Imagine robots so small you could barely see them, yet smart enough to sense their environment, talk to each other, and work as a team.
That is exactly what a group of scientists at Chemnitz University of Technology in Germany has achieved.
They have created a new type of microrobot, called “smartlets,” that can move, communicate, and collaborate in water—all without needing bulky external control systems.
Each smartlet is only about a millimeter in size, yet it carries its own electronics, sensors, and energy system.
Unlike earlier microrobots that had to be guided by external magnetic fields or large wireless systems, these tiny devices are completely self-contained.
They are powered by miniature solar cells, steered by silicon microchips, and communicate with each other using tiny lights and detectors.
Professor Oliver G. Schmidt, Scientific Director of the Research Center MAIN at Chemnitz, explains: “For the first time, we show a microrobotic platform that doesn’t just move in water, but also senses its surroundings and talks to other robots in a fully autonomous way.”
The findings were recently published in Science Robotics.
The way the smartlets are built is just as fascinating as what they can do. The researchers use an origami-inspired method, starting with flat patterned materials that fold themselves into hollow 3D cubes.
These cubes provide enough surface area to hold all the components the robots need—solar cells to harvest energy from light, processors to store logic and instructions, and tiny LEDs and photodiodes for communication.
The flexible folding also creates interior cavities that the robots can use for movement.
When placed in water, the smartlets can rise and sink by generating bubbles inside their hollow bodies. By carefully controlling these bubbles, they can move in different directions.
At the same time, their micro-LEDs can send out light pulses, which other nearby smartlets can detect. This allows them to “talk” to each other and even share instructions.
For example, if one smartlet receives a light signal, it can decode the message using its onboard processor and then trigger a response in the group, such as moving together in a synchronized pattern.
Dr. Vineeth Bandari, another lead researcher, says, “Using light for both energy and information gives us a very compact and scalable way to create distributed robotic systems.”
One of the most important advances is that these robots do not rely on outside cameras, magnets, or antennas. Instead, everything happens locally.

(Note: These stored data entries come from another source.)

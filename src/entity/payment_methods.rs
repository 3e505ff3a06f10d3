use sea_orm::entity::prelude::*;

#[derive(Clone, Debug, PartialEq, Eq, DeriveEntityModel)]
#[sea_orm(table_name = "payment_methods")]
pub struct Model {
    #[sea_orm(primary_key, auto_increment = false)]
    pub id: Uuid,
    #[sea_orm(unique)]
    pub code: String,
    pub label: String,
    pub created_at: DateTimeWithTimeZone,
}

#[derive(Copy, Clone, Debug, EnumIter, DeriveRelation)]
pub enum Relation {
    #[sea_orm(has_many = "super::cafe_payment_methods::Entity")]
    CafePaymentMethods,
}

impl Related<super::cafes::Entity> for Entity {
    fn to() -> RelationDef {
        super::cafe_payment_methods::Relation::Cafes.def()
    }

    fn via() -> Option<RelationDef> {
        Some(super::cafe_payment_methods::Relation::PaymentMethods.def().rev())
    }
}

impl ActiveModelBehavior for ActiveModel {}
use sea_orm::entity::prelude::*;

#[derive(Clone, Debug, PartialEq, DeriveEntityModel)]
#[sea_orm(table_name = "cafes")]
pub struct Model {
    #[sea_orm(primary_key, auto_increment = false)]
    pub id: Uuid,
    #[sea_orm(unique)]
    pub slug: String,
    pub name: String,
    pub address: String,
    pub latitude: Option<f64>,
    pub longitude: Option<f64>,
    pub google_maps_url: Option<String>,
    pub instagram_url: Option<String>,
    pub instagram_username: Option<String>,
    pub parking: Option<String>,
    pub price_min: Option<i32>,
    pub price_max: Option<i32>,
    pub price_range: Option<String>,
    pub main_image_id: Option<Uuid>,
    pub created_at: DateTimeWithTimeZone,
    pub updated_at: DateTimeWithTimeZone,
}

#[derive(Copy, Clone, Debug, EnumIter, DeriveRelation)]
pub enum Relation {
    #[sea_orm(has_many = "super::cafe_images::Entity")]
    CafeImages,
    #[sea_orm(has_many = "super::opening_hours::Entity")]
    OpeningHours,
    #[sea_orm(has_many = "super::cafe_facilities::Entity")]
    CafeFacilities,
    #[sea_orm(has_many = "super::cafe_payment_methods::Entity")]
    CafePaymentMethods,
    #[sea_orm(has_many = "super::favorites::Entity")]
    Favorites,
}

impl Related<super::cafe_images::Entity> for Entity {
    fn to() -> RelationDef {
        Relation::CafeImages.def()
    }
}

impl Related<super::opening_hours::Entity> for Entity {
    fn to() -> RelationDef {
        Relation::OpeningHours.def()
    }
}

impl Related<super::facilities::Entity> for Entity {
    fn to() -> RelationDef {
        super::cafe_facilities::Relation::Facilities.def()
    }

    fn via() -> Option<RelationDef> {
        Some(super::cafe_facilities::Relation::Cafes.def().rev())
    }
}

impl Related<super::payment_methods::Entity> for Entity {
    fn to() -> RelationDef {
        super::cafe_payment_methods::Relation::PaymentMethods.def()
    }

    fn via() -> Option<RelationDef> {
        Some(super::cafe_payment_methods::Relation::Cafes.def().rev())
    }
}

impl ActiveModelBehavior for ActiveModel {}
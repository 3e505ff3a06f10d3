use axum::{
    Json, Router,
    extract::{Path, Query, State},
    http::StatusCode,
    routing::get,
};
use uuid::Uuid;

use crate::{
    dto::users::{CreateUserRequest, UpdateUserRequest, UserList},
    error::AppResult,
    middleware::auth::AuthUser,
    models::User,
    response::ApiResponse,
    routes::params::Pagination,
    services::user_service,
    state::AppState,
};

pub fn router() -> Router<AppState> {
    Router::new()
        .route("/", get(list_users).post(create_user))
        .route("/{id}", get(get_user).put(update_user).delete(delete_user))
}

#[utoipa::path(
    get,
    path = "/api/users",
    params(
        ("page" = Option<i64>, Query, description = "Page number, default 1"),
        ("per_page" = Option<i64>, Query, description = "Items per page, default 20")
    ),
    responses(
        (status = 200, description = "List accounts (admin only)", body = ApiResponse<UserList>),
        (status = 403, description = "Forbidden"),
    ),
    security(("bearer_auth" = [])),
    tag = "Users"
)]
pub async fn list_users(
    State(state): State<AppState>,
    user: AuthUser,
    Query(pagination): Query<Pagination>,
) -> AppResult<Json<ApiResponse<UserList>>> {
    let resp = user_service::list_users(&state, &user, pagination).await?;
    Ok(Json(resp))
}

#[utoipa::path(
    get,
    path = "/api/users/{id}",
    params(
        ("id" = Uuid, Path, description = "User ID")
    ),
    responses(
        (status = 200, description = "Account", body = ApiResponse<User>),
        (status = 404, description = "Not Found"),
    ),
    security(("bearer_auth" = [])),
    tag = "Users"
)]
pub async fn get_user(
    State(state): State<AppState>,
    user: AuthUser,
    Path(id): Path<Uuid>,
) -> AppResult<Json<ApiResponse<User>>> {
    let resp = user_service::get_user(&state, &user, id).await?;
    Ok(Json(resp))
}

#[utoipa::path(
    post,
    path = "/api/users",
    request_body = CreateUserRequest,
    responses(
        (status = 201, description = "Create account", body = ApiResponse<User>),
        (status = 400, description = "Invalid email, password or role"),
        (status = 409, description = "Email already taken"),
    ),
    security(("bearer_auth" = [])),
    tag = "Users"
)]
pub async fn create_user(
    State(state): State<AppState>,
    user: AuthUser,
    Json(payload): Json<CreateUserRequest>,
) -> AppResult<(StatusCode, Json<ApiResponse<User>>)> {
    let resp = user_service::create_user(&state, &user, payload).await?;
    Ok((StatusCode::CREATED, Json(resp)))
}

#[utoipa::path(
    put,
    path = "/api/users/{id}",
    params(
        ("id" = Uuid, Path, description = "User ID")
    ),
    request_body = UpdateUserRequest,
    responses(
        (status = 200, description = "Updated account", body = ApiResponse<User>),
        (status = 404, description = "Not Found"),
        (status = 409, description = "Email already taken"),
    ),
    security(("bearer_auth" = [])),
    tag = "Users"
)]
pub async fn update_user(
    State(state): State<AppState>,
    user: AuthUser,
    Path(id): Path<Uuid>,
    Json(payload): Json<UpdateUserRequest>,
) -> AppResult<Json<ApiResponse<User>>> {
    let resp = user_service::update_user(&state, &user, id, payload).await?;
    Ok(Json(resp))
}

#[utoipa::path(
    delete,
    path = "/api/users/{id}",
    params(
        ("id" = Uuid, Path, description = "User ID")
    ),
    responses(
        (status = 200, description = "Deleted account"),
        (status = 403, description = "Last remaining account"),
        (status = 404, description = "Not Found"),
    ),
    security(("bearer_auth" = [])),
    tag = "Users"
)]
pub async fn delete_user(
    State(state): State<AppState>,
    user: AuthUser,
    Path(id): Path<Uuid>,
) -> AppResult<Json<ApiResponse<serde_json::Value>>> {
    let resp = user_service::delete_user(&state, &user, id).await?;
    Ok(Json(resp))
}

Each robot has its own chip with custom-coded logic that lets it interpret signals and decide how to respond. This decentralized control means they can behave like a swarm, coordinating with each other while still remaining flexible.
The smartlets were made possible thanks to earlier work at Chemnitz University on attaching tiny silicon chiplets, called lablets, onto flexible films. This “soft bonding” approach makes it possible to combine advanced microelectronics with foldable, origami-inspired materials.
The possible uses for these robots are wide-ranging. Because they are small, soft, and biocompatible, they could one day be used in medical fields, such as monitoring body fluids, delivering drugs, or performing minimally invasive diagnostics.
They could also help monitor water quality in lakes and rivers, inspect delicate structures, or form part of distributed sensor networks. Their ability to interact like colonies makes them especially promising for tasks that require cooperation, adaptation, and collective intelligence.
Dr. Yeji Lee, who contributed to the project as part of her doctoral research, points out that this is just the beginning. “We are working to add more abilities, like chemical and sound sensors, so these smartlets can adapt even better in complex environments.”
Looking ahead, the researchers imagine that these microrobots could develop into systems that act like digital colonies of living creatures. Just as some animals, such as siphonophores, are made up of different specialized units working together, future smartlets could divide tasks among themselves—some focusing on sensing, others on moving, and others on communication.
Professor John McCaskill, another co-author, notes that while the team is not creating artificial life, they are showing how distributed intelligence and modular design can mimic the behaviors of natural systems. “We’re starting to see how robotic collectives can adapt, communicate, and coordinate, much like living organisms do.”
By building microrobots that are self-contained, communicative, and adaptable, the Chemnitz team is opening the door to a new era of robotics.
These tiny machines may one day explore water droplets, navigate inside tissues, or even form miniature ecosystems of their own. What once seemed like science fiction—swarms of intelligent, cooperative microrobots—may soon become part of our real world.